(Beginning of Records for this task)

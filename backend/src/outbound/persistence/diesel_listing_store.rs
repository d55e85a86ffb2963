//! PostgreSQL-backed [`ListingStore`] implementation using Diesel.

use async_trait::async_trait;
use diesel::prelude::*;
use diesel_async::scoped_futures::ScopedFutureExt;
use diesel_async::{AsyncConnection, RunQueryDsl};

use crate::domain::Listing;
use crate::domain::ids::ListingId;
use crate::domain::ports::{ListingPage, ListingSearch, ListingStore, Page, PriceOrder, StoreError};

use super::functions::array_append;
use super::models::{ListingRow, NewListingRow, index_to_value, row_to_listing};
use super::pool::DbPool;
use super::schema::{listings, users};
use super::map_pool_error;

/// Diesel-backed implementation of the [`ListingStore`] port.
#[derive(Clone)]
pub struct DieselListingStore {
    pool: DbPool,
}

impl DieselListingStore {
    /// Create a new store with the given connection pool.
    pub fn new(pool: DbPool) -> Self {
        Self { pool }
    }
}

/// Apply the optional location filters to a boxed query.
///
/// A macro rather than a function because the row and count queries carry
/// different boxed select types.
macro_rules! apply_location_filters {
    ($query:expr, $search:expr) => {{
        let mut query = $query;
        if let Some(country) = &$search.country {
            query = query.filter(listings::country.eq(country));
        }
        if let Some(admin) = &$search.admin {
            query = query.filter(listings::admin.eq(admin));
        }
        if let Some(city) = &$search.city {
            query = query.filter(listings::city.eq(city));
        }
        query
    }};
}

#[async_trait]
impl ListingStore for DieselListingStore {
    async fn find(&self, id: &ListingId) -> Result<Option<Listing>, StoreError> {
        let mut conn = self.pool.get().await.map_err(map_pool_error)?;
        let row = listings::table
            .find(id.as_str())
            .select(ListingRow::as_select())
            .first(&mut conn)
            .await
            .optional()?;
        row.map(row_to_listing).transpose()
    }

    async fn create_for_host(&self, listing: &Listing) -> Result<(), StoreError> {
        let mut conn = self.pool.get().await.map_err(map_pool_error)?;
        let index = index_to_value(&listing.bookings_index)?;
        let new_row = NewListingRow {
            id: listing.id.as_str(),
            title: &listing.title,
            description: &listing.description,
            image: &listing.image,
            host: listing.host.as_str(),
            listing_type: listing.listing_type.as_str(),
            address: &listing.address,
            country: &listing.country,
            admin: &listing.admin,
            city: &listing.city,
            price: listing.price,
            num_of_guests: listing.num_of_guests,
            bookings: Vec::new(),
            bookings_index: index,
        };
        conn.transaction::<_, StoreError, _>(|conn| {
            async move {
                diesel::insert_into(listings::table)
                    .values(&new_row)
                    .execute(conn)
                    .await?;
                diesel::update(users::table.find(new_row.host))
                    .set(users::listings.eq(array_append(users::listings, new_row.id)))
                    .execute(conn)
                    .await?;
                Ok(())
            }
            .scope_boxed()
        })
        .await
    }

    async fn search(&self, search: &ListingSearch) -> Result<ListingPage, StoreError> {
        let mut conn = self.pool.get().await.map_err(map_pool_error)?;
        let total: i64 =
            apply_location_filters!(listings::table.count().into_boxed(), search)
                .get_result(&mut conn)
                .await?;

        let page = Page {
            limit: search.limit,
            page: search.page,
        };
        let mut query = apply_location_filters!(
            listings::table.select(ListingRow::as_select()).into_boxed(),
            search
        );
        query = match search.order {
            Some(PriceOrder::LowToHigh) => query.order(listings::price.asc()),
            Some(PriceOrder::HighToLow) => query.order(listings::price.desc()),
            None => query.order(listings::created_at.asc()),
        };
        let rows: Vec<ListingRow> = query
            .offset(page.offset())
            .limit(page.limit)
            .load(&mut conn)
            .await?;

        let items = rows
            .into_iter()
            .map(row_to_listing)
            .collect::<Result<Vec<_>, _>>()?;
        Ok(ListingPage { total, items })
    }

    async fn find_page(
        &self,
        ids: &[ListingId],
        page: Page,
    ) -> Result<Vec<Listing>, StoreError> {
        let mut conn = self.pool.get().await.map_err(map_pool_error)?;
        let raw_ids: Vec<&str> = ids.iter().map(ListingId::as_str).collect();
        let rows: Vec<ListingRow> = listings::table
            .filter(listings::id.eq_any(raw_ids))
            .order(listings::created_at.asc())
            .offset(page.offset())
            .limit(page.limit)
            .select(ListingRow::as_select())
            .load(&mut conn)
            .await?;
        rows.into_iter().map(row_to_listing).collect()
    }
}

(End of Records for this task)

• Task brief:
Extract, please, the lines from the start of the entries above through the one with "use crate::domain::ids::ListingId;", both included, reproducing each exactly and adding nothing.

• Task output:
filename backend/src/outbound/persistence/diesel_listing_store.rs
repository d55e85a86ffb2963
//! PostgreSQL-backed [`ListingStore`] implementation using Diesel.

use async_trait::async_trait;
use diesel::prelude::*;
use diesel_async::scoped_futures::ScopedFutureExt;
use diesel_async::{AsyncConnection, RunQueryDsl};

use crate::domain::Listing;
use crate::domain::ids::ListingId;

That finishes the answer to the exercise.